The problem with plastic queen excluders is that they just lay flat between boxes and much of the surface area for bees to use is covered by frames. I have thought of making a wood frame for somwe and seeing how that works


----------



## virginiawolf (Feb 18, 2011)

I was able to take a torch to my wood bound metal ones to get the wax from between the metal bars after I took them off. I liked that. The wooden and metal ones leave a space so I don't crush bees as easily when the hive is crowded and gives more room for the bees to move. 

Sometimes I don't realize the plastic ones are even on cause they are so skinny and I don't look carefully enough plus they can kind of sag in the center onto the bees. I wish I had all metal and wooden ones but the plastic ones are ok and inexpensive and durable. 

I use them sometimes just to slow the bees down from rushing up through the top if I am feeding or looking around and what not. It's nice to have a few layers of things like queen excluders and extra covers and boxes around.


----------



## Adrian Quiney WI (Sep 14, 2007)

I bought a couple of plastic ones last year because they are easy to cut up and use for in odd items that I occaisonally make during the winter, such as a swarm box like this. http://www.dave-cushman.net/bee/marburg.html


----------



## Hoot Owl Lane Bees (Feb 24, 2012)

Vance
The problem with plastic queen excluders is that they just lay flat between boxes and much of the surface area for bees to use is covered by frames. I have thought of making a wood frame for somwe and seeing how that works.

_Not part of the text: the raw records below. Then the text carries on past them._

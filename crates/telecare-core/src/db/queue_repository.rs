//! Sync queue repository implementation

use crate::error::{Error, Result};
use crate::models::{Priority, QueueEntry, QueueId, RecordId};
use libsql::{params, Connection, Row};

const QUEUE_COLUMNS: &str = "queue_id, action, collection, record_id, priority, retry_count, enqueued_at, next_attempt_at, last_error";

/// Trait for sync queue operations (async)
///
/// Reads never mutate; entries only leave the queue through an explicit
/// [`QueueRepository::remove`] after a definitive outcome.
#[allow(async_fn_in_trait)]
pub trait QueueRepository {
    /// Persist a new entry
    async fn insert(&self, entry: &QueueEntry) -> Result<()>;

    /// Eligible entries ordered by priority desc, enqueued_at asc, queue_id asc
    ///
    /// Only the oldest entry of each record is eligible, so a record's
    /// mutations reach the server in the order they were made.
    async fn next_batch(&self, now_ms: i64, limit: usize) -> Result<Vec<QueueEntry>>;

    /// Get a single entry
    async fn get(&self, queue_id: &QueueId) -> Result<Option<QueueEntry>>;

    /// All entries referencing a record, in drain order
    async fn for_record(&self, record_id: &RecordId) -> Result<Vec<QueueEntry>>;

    /// Remove an entry; returns whether it existed
    async fn remove(&self, queue_id: &QueueId) -> Result<bool>;

    /// Remove every entry referencing a record; returns how many were removed
    async fn remove_for_record(&self, record_id: &RecordId) -> Result<u64>;

    /// Bump the retry counter, reschedule, and return the new count
    async fn increment_retry(
        &self,
        queue_id: &QueueId,
        next_attempt_at: i64,
        error: &str,
    ) -> Result<u32>;

    /// Number of active entries
    async fn len(&self) -> Result<u64>;
}

/// libSQL implementation of `QueueRepository`
pub struct LibSqlQueueRepository<'a> {
    conn: &'a Connection,
}

impl<'a> LibSqlQueueRepository<'a> {
    /// Create a new repository with the given connection
    pub const fn new(conn: &'a Connection) -> Self {
        Self { conn }
    }

    fn parse_entry(row: &Row) -> Result<QueueEntry> {
        let queue_id: String = row.get(0)?;
        let action: String = row.get(1)?;
        let collection: String = row.get(2)?;
        let record_id: String = row.get(3)?;
        let retry_count: i64 = row.get(5)?;

        Ok(QueueEntry {
            queue_id: queue_id
                .parse()
                .map_err(|_| Error::Database(format!("invalid queue id '{queue_id}'")))?,
            action: action.parse()?,
            collection: collection.parse()?,
            record_id: record_id
                .parse()
                .map_err(|_| Error::Database(format!("invalid record id '{record_id}'")))?,
            priority: Priority::from_rank(row.get(4)?),
            retry_count: u32::try_from(retry_count).unwrap_or(u32::MAX),
            enqueued_at: row.get(6)?,
            next_attempt_at: row.get(7)?,
            last_error: row.get(8)?,
        })
    }

    async fn collect(&self, mut rows: libsql::Rows) -> Result<Vec<QueueEntry>> {
        let mut entries = Vec::new();
        while let Some(row) = rows.next().await? {
            entries.push(Self::parse_entry(&row)?);
        }
        Ok(entries)
    }
}

impl QueueRepository for LibSqlQueueRepository<'_> {
    async fn insert(&self, entry: &QueueEntry) -> Result<()> {
        self.conn
            .execute(
                "INSERT INTO sync_queue (queue_id, action, collection, record_id, priority, retry_count, enqueued_at, next_attempt_at, last_error)
                 VALUES (?1, ?2, ?3, ?4, ?5, ?6, ?7, ?8, ?9)",
                params![
                    entry.queue_id.as_str(),
                    entry.action.as_str(),
                    entry.collection.as_str(),
                    entry.record_id.as_str(),
                    entry.priority.rank(),
                    i64::from(entry.retry_count),
                    entry.enqueued_at,
                    entry.next_attempt_at,
                    entry.last_error.clone()
                ],
            )
            .await?;
        Ok(())
    }

    async fn next_batch(&self, now_ms: i64, limit: usize) -> Result<Vec<QueueEntry>> {
        let rows = self
            .conn
            .query(
                &format!(
                    "SELECT {QUEUE_COLUMNS} FROM sync_queue AS q
                     WHERE q.next_attempt_at <= ?1
                       AND NOT EXISTS (
                           SELECT 1 FROM sync_queue AS earlier
                           WHERE earlier.record_id = q.record_id
                             AND (earlier.enqueued_at < q.enqueued_at
                                  OR (earlier.enqueued_at = q.enqueued_at
                                      AND earlier.queue_id < q.queue_id))
                       )
                     ORDER BY q.priority DESC, q.enqueued_at ASC, q.queue_id ASC
                     LIMIT ?2"
                ),
                params![now_ms, i64::try_from(limit).unwrap_or(i64::MAX)],
            )
            .await?;
        self.collect(rows).await
    }

    async fn get(&self, queue_id: &QueueId) -> Result<Option<QueueEntry>> {
        let rows = self
            .conn
            .query(
                &format!("SELECT {QUEUE_COLUMNS} FROM sync_queue WHERE queue_id = ?1"),
                params![queue_id.as_str()],
            )
            .await?;
        Ok(self.collect(rows).await?.into_iter().next())
    }

    async fn for_record(&self, record_id: &RecordId) -> Result<Vec<QueueEntry>> {
        let rows = self
            .conn
            .query(
                &format!(
                    "SELECT {QUEUE_COLUMNS} FROM sync_queue
                     WHERE record_id = ?1
                     ORDER BY priority DESC, enqueued_at ASC, queue_id ASC"
                ),
                params![record_id.as_str()],
            )
            .await?;
        self.collect(rows).await
    }

    async fn remove(&self, queue_id: &QueueId) -> Result<bool> {
        let rows = self
            .conn
            .execute(
                "DELETE FROM sync_queue WHERE queue_id = ?1",
                params![queue_id.as_str()],
            )
            .await?;
        Ok(rows > 0)
    }

    async fn remove_for_record(&self, record_id: &RecordId) -> Result<u64> {
        let rows = self
            .conn
            .execute(
                "DELETE FROM sync_queue WHERE record_id = ?1",
                params![record_id.as_str()],
            )
            .await?;
        Ok(rows)
    }

    async fn increment_retry(
        &self,
        queue_id: &QueueId,
        next_attempt_at: i64,
        error: &str,
    ) -> Result<u32> {
        let mut rows = self
            .conn
            .query(
                "UPDATE sync_queue
                 SET retry_count = retry_count + 1, next_attempt_at = ?1, last_error = ?2
                 WHERE queue_id = ?3
                 RETURNING retry_count",
                params![next_attempt_at, error, queue_id.as_str()],
            )
            .await?;

        let Some(row) = rows.next().await? else {
            return Err(Error::NotFound(queue_id.to_string()));
        };
        let retry_count: i64 = row.get(0)?;
        Ok(u32::try_from(retry_count).unwrap_or(u32::MAX))
    }

    async fn len(&self) -> Result<u64> {
        let mut rows = self
            .conn
            .query("SELECT COUNT(*) FROM sync_queue", ())
            .await?;
        let count: i64 = match rows.next().await? {
            Some(row) => row.get(0)?,
            None => 0,
        };
        Ok(u64::try_from(count).unwrap_or_default())
    }
}

#[cfg(test)]
mod tests {
    use super::*;
    use crate::db::Database;
    use crate::models::SyncAction;
    use pretty_assertions::assert_eq;

    async fn setup() -> Database {
        Database::open_in_memory().await.unwrap()
    }

    fn entry(action: SyncAction, enqueued_at: i64) -> QueueEntry {
        QueueEntry::new(action, RecordId::new(), action.default_priority(), enqueued_at)
    }

    #[tokio::test(flavor = "multi_thread")]
    async fn test_insert_and_get() {
        let db = setup().await;
        let repo = LibSqlQueueRepository::new(db.connection());

        let queued = entry(SyncAction::BookAppointment, 100);
        repo.insert(&queued).await.unwrap();

        let fetched = repo.get(&queued.queue_id).await.unwrap().unwrap();
        assert_eq!(fetched, queued);
        assert_eq!(repo.len().await.unwrap(), 1);
    }

    #[tokio::test(flavor = "multi_thread")]
    async fn test_batch_orders_priority_then_fifo() {
        let db = setup().await;
        let repo = LibSqlQueueRepository::new(db.connection());

        let first = entry(SyncAction::BookAppointment, 100);
        let second = entry(SyncAction::SavePrescription, 200);
        let sos = entry(SyncAction::EmergencySos, 300);
        for queued in [&first, &second, &sos] {
            repo.insert(queued).await.unwrap();
        }

        let batch = repo.next_batch(1_000, 10).await.unwrap();
        let order: Vec<_> = batch.iter().map(|queued| queued.queue_id).collect();
        assert_eq!(order, vec![sos.queue_id, first.queue_id, second.queue_id]);

        // Reading does not consume
        assert_eq!(repo.len().await.unwrap(), 3);
        assert_eq!(repo.next_batch(1_000, 2).await.unwrap().len(), 2);
    }

    #[tokio::test(flavor = "multi_thread")]
    async fn test_batch_skips_entries_in_backoff() {
        let db = setup().await;
        let repo = LibSqlQueueRepository::new(db.connection());

        let queued = entry(SyncAction::BookAppointment, 100);
        repo.insert(&queued).await.unwrap();

        let count = repo
            .increment_retry(&queued.queue_id, 5_000, "timeout")
            .await
            .unwrap();
        assert_eq!(count, 1);

        assert!(repo.next_batch(4_999, 10).await.unwrap().is_empty());
        let batch = repo.next_batch(5_000, 10).await.unwrap();
        assert_eq!(batch.len(), 1);
        assert_eq!(batch[0].retry_count, 1);
        assert_eq!(batch[0].last_error.as_deref(), Some("timeout"));
    }

    #[tokio::test(flavor = "multi_thread")]
    async fn test_batch_holds_later_entries_behind_oldest_for_record() {
        let db = setup().await;
        let repo = LibSqlQueueRepository::new(db.connection());

        let record_id = RecordId::new();
        let create = QueueEntry::new(SyncAction::CreatePatient, record_id, Priority::Normal, 100);
        let update = QueueEntry::new(SyncAction::UpdatePatient, record_id, Priority::Normal, 200);
        let other = entry(SyncAction::BookAppointment, 300);
        for queued in [&create, &update, &other] {
            repo.insert(queued).await.unwrap();
        }

        let batch = repo.next_batch(1_000, 10).await.unwrap();
        let order: Vec<_> = batch.iter().map(|queued| queued.queue_id).collect();
        assert_eq!(order, vec![create.queue_id, other.queue_id]);

        // The create backs off; its update waits with it.
        repo.increment_retry(&create.queue_id, 5_000, "HTTP 503")
            .await
            .unwrap();
        let batch = repo.next_batch(1_000, 10).await.unwrap();
        let order: Vec<_> = batch.iter().map(|queued| queued.queue_id).collect();
        assert_eq!(order, vec![other.queue_id]);

        repo.remove(&create.queue_id).await.unwrap();
        let batch = repo.next_batch(1_000, 10).await.unwrap();
        let order: Vec<_> = batch.iter().map(|queued| queued.queue_id).collect();
        assert_eq!(order, vec![update.queue_id, other.queue_id]);
    }

    #[tokio::test(flavor = "multi_thread")]
    async fn test_increment_retry_is_monotonic() {
        let db = setup().await;
        let repo = LibSqlQueueRepository::new(db.connection());

        let queued = entry(SyncAction::AddHealthRecord, 100);
        repo.insert(&queued).await.unwrap();

        let mut counts = Vec::new();
        for attempt in 0..3 {
            counts.push(
                repo.increment_retry(&queued.queue_id, 100 + attempt, "503")
                    .await
                    .unwrap(),
            );
        }
        assert_eq!(counts, vec![1, 2, 3]);

        let missing = repo
            .increment_retry(&QueueId::new(), 0, "x")
            .await
            .unwrap_err();
        assert!(matches!(missing, Error::NotFound(_)));
    }

    #[tokio::test(flavor = "multi_thread")]
    async fn test_remove_and_remove_for_record() {
        let db = setup().await;
        let repo = LibSqlQueueRepository::new(db.connection());

        let record_id = RecordId::new();
        let create = QueueEntry::new(SyncAction::CreatePatient, record_id, Priority::Normal, 1);
        let update = QueueEntry::new(SyncAction::UpdatePatient, record_id, Priority::Normal, 2);
        let other = entry(SyncAction::BookAppointment, 3);
        for queued in [&create, &update, &other] {
            repo.insert(queued).await.unwrap();
        }

        assert_eq!(repo.for_record(&record_id).await.unwrap().len(), 2);
        assert!(repo.remove(&other.queue_id).await.unwrap());
        assert!(!repo.remove(&other.queue_id).await.unwrap());
        assert_eq!(repo.remove_for_record(&record_id).await.unwrap(), 2);
        assert_eq!(repo.len().await.unwrap(), 0);
    }
}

This is what I was thinking. I think I am going to make a frame for the plastic ones and put a short peice in the middle to keep it from saging.

Jim


----------



## My-smokepole (Apr 14, 2008)

+ 1 with Adam I have both with bound and unbound wood ones. My plastic ones are going to get cut up. 
David


----------



## camero7 (Sep 21, 2009)

I have both, use them for different reasons. Personally I like the plastic better... easier to use, bee space is maintained and cheap to replace. Also can be cut to fit nucs.


----------



## max2 (Dec 24, 2009)

Hoot Owl Lane Bees said:


> New bee question?
> What are the advantages/disadvantages of plastic over metal Queen Excluder's. I have 1 metal and 2 plastic.
> I know I wont need them for several month's just need some thoughts.
> Thank You
> Jim


The metal ones have gap on the side - SHB heaven. I prefered them too but had to switch to moulded plastic to reduce hiding places for the beetles


----------



## My-smokepole (Apr 14, 2008)

I have started to fill any Extra holes or cracks to stop the SHB.


----------



## danno (Dec 17, 2007)

I have a solar wax melter that will hold 4 wood bound excluders at a time. This is how I clean them. Although I have not tried putting one of my plastic ones in it I'm sure the heat would wreck them.


----------



## max2 (Dec 24, 2009)

My-smokepole said:


> I have started to fill any Extra holes or cracks to stop the SHB.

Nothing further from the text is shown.